Most Australian jurisdictions feature some form of government owned land development business. 

These include Economic Development Queensland (EDQ), Development Victoria, Landcom, Development WA and Renewal SA.  These can be sizeable enterprises.  For example, Landcom, the NSW Government’s development company has racked up total sales exceeding $4 billion over the past decade.

Some of these organisations descend from the Whitlam land programs of the 1970s, when the Commonwealth Government offered the States large amounts of cash to get into residential land development.  The hope was that competition from these state owned businesses would curb then rapidly escalating house prices.

The origins of other state land development corporations stretch back further to the slum clearance and public housing efforts pursued by some governments in the early post World War 2 years.

These organisations are variously equipped to compulsorily acquire land, capture value uplift and even grant themselves development approvals.  Typically, but not always, they operate at arm’s length from executive government, through legally independent corporations directed by competency based boards.

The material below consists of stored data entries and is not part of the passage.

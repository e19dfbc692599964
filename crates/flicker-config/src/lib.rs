// SPDX-License-Identifier: Apache-2.0
// © James Ross Ω FLYING•ROBOTS <https://github.com/flyingrobots>
//! Configuration for flicker tools.
//!
//! [`ConfigService`] serializes values as JSON and hands raw bytes to a
//! [`ConfigStore`]. [`FsConfigStore`] keeps one `<key>.json` file per key,
//! by default under the platform config directory.

pub mod config;
pub mod fs;

pub use config::{ConfigError, ConfigService, ConfigStore};
pub use fs::FsConfigStore;
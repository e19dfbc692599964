// SPDX-License-Identifier: Apache-2.0
// © James Ross Ω FLYING•ROBOTS <https://github.com/flyingrobots>
//! Named intervals of interest within a pair of traces.

use flicker_trace::Timestamp;
use serde::{Deserialize, Serialize};

/// A named interval (a point when `start == end`) produced by tagging.
///
/// Tags are independent of any assertion: assertions declare which tag names
/// they apply to and are evaluated over the snapshots inside `[start, end]`.
#[derive(Debug, Clone, PartialEq, Eq, Hash, Serialize, Deserialize)]
pub struct Tag {
    /// Stable sequential identifier within one [`TagTrace`].
    pub id: u32,
    /// Rule name that produced the tag (e.g. `layer-visibility`).
    pub name: String,
    /// First snapshot timestamp covered.
    pub start: Timestamp,
    /// Last snapshot timestamp covered.
    pub end: Timestamp,
}

impl Tag {
    /// Creates a tag.
    #[must_use]
    pub fn new(id: u32, name: impl Into<String>, start: Timestamp, end: Timestamp) -> Self {
        Self {
            id,
            name: name.into(),
            start,
            end,
        }
    }

    /// `"<name>#<id>"`, unique within a tag trace.
    #[must_use]
    pub fn key(&self) -> String {
        format!("{}#{}", self.name, self.id)
    }

    /// Returns `true` if `at` falls inside the tag interval.
    #[must_use]
    pub fn contains(&self, at: Timestamp) -> bool {
        self.start <= at && at <= self.end
    }

    /// Returns `true` for zero-length tags.
    #[must_use]
    pub fn is_point(&self) -> bool {
        self.start == self.end
    }
}

impl std::fmt::Display for Tag {
    fn fmt(&self, f: &mut std::fmt::Formatter<'_>) -> std::fmt::Result {
        write!(f, "{} [{} .. {}]", self.key(), self.start, self.end)
    }
}

/// Ordered list of tags for one analysis run.
#[derive(Debug, Clone, Default, PartialEq, Eq, Serialize, Deserialize)]
pub struct TagTrace {
    tags: Vec<Tag>,
}

impl TagTrace {
    /// Wraps tags in the given order.
    #[must_use]
    pub fn new(tags: Vec<Tag>) -> Self {
        Self { tags }
    }

    /// All tags.
    #[must_use]
    pub fn tags(&self) -> &[Tag] {
        &self.tags
    }

    /// Iterates tags in order.
    pub fn iter(&self) -> std::slice::Iter<'_, Tag> {
        self.tags.iter()
    }

    /// Tag at `index`.
    #[must_use]
    pub fn get(&self, index: usize) -> Option<&Tag> {
        self.tags.get(index)
    }

    /// Number of tags.
    #[must_use]
    pub fn len(&self) -> usize {
        self.tags.len()
    }

    /// Returns `true` if no tag was produced.
    #[must_use]
    pub fn is_empty(&self) -> bool {
        self.tags.is_empty()
    }

    /// Tags carrying `name`, in order.
    pub fn by_name<'a>(&'a self, name: &'a str) -> impl Iterator<Item = &'a Tag> + 'a {
        self.tags.iter().filter(move |t| t.name == name)
    }
}

impl<'a> IntoIterator for &'a TagTrace {
    type Item = &'a Tag;
    type IntoIter = std::slice::Iter<'a, Tag>;

    fn into_iter(self) -> Self::IntoIter {
        self.tags.iter()
    }
}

The public policy case for State Governments having these corporations rests on three pillars reflecting different forms of ‘market failure’ in land development.  Firstly, there is the suspicion that the housing market may be prone to oligopoly, especially in greenfield growth areas where relatively few developers are active.  The now defunct South Australian Land Commission (subsequently called the SA Urban Land Trust – SAULT) provides the crowning example of deploying development corporations to remove market constraints on land supply for housing production.  In the second half of the 70s, the SA Government used its Whitlam funds to purchase most of the then anticipated urban expansion land around Adelaide.  The Commission proceeded to release land on a wholesale basis to bona fide developers who worked to what were then seen as nationally leading planning principles.  The Commission and SAULT captured all of the planning uplift along the way and fed a lot of this back into enabling infrastructure and quicker provision of community facilities.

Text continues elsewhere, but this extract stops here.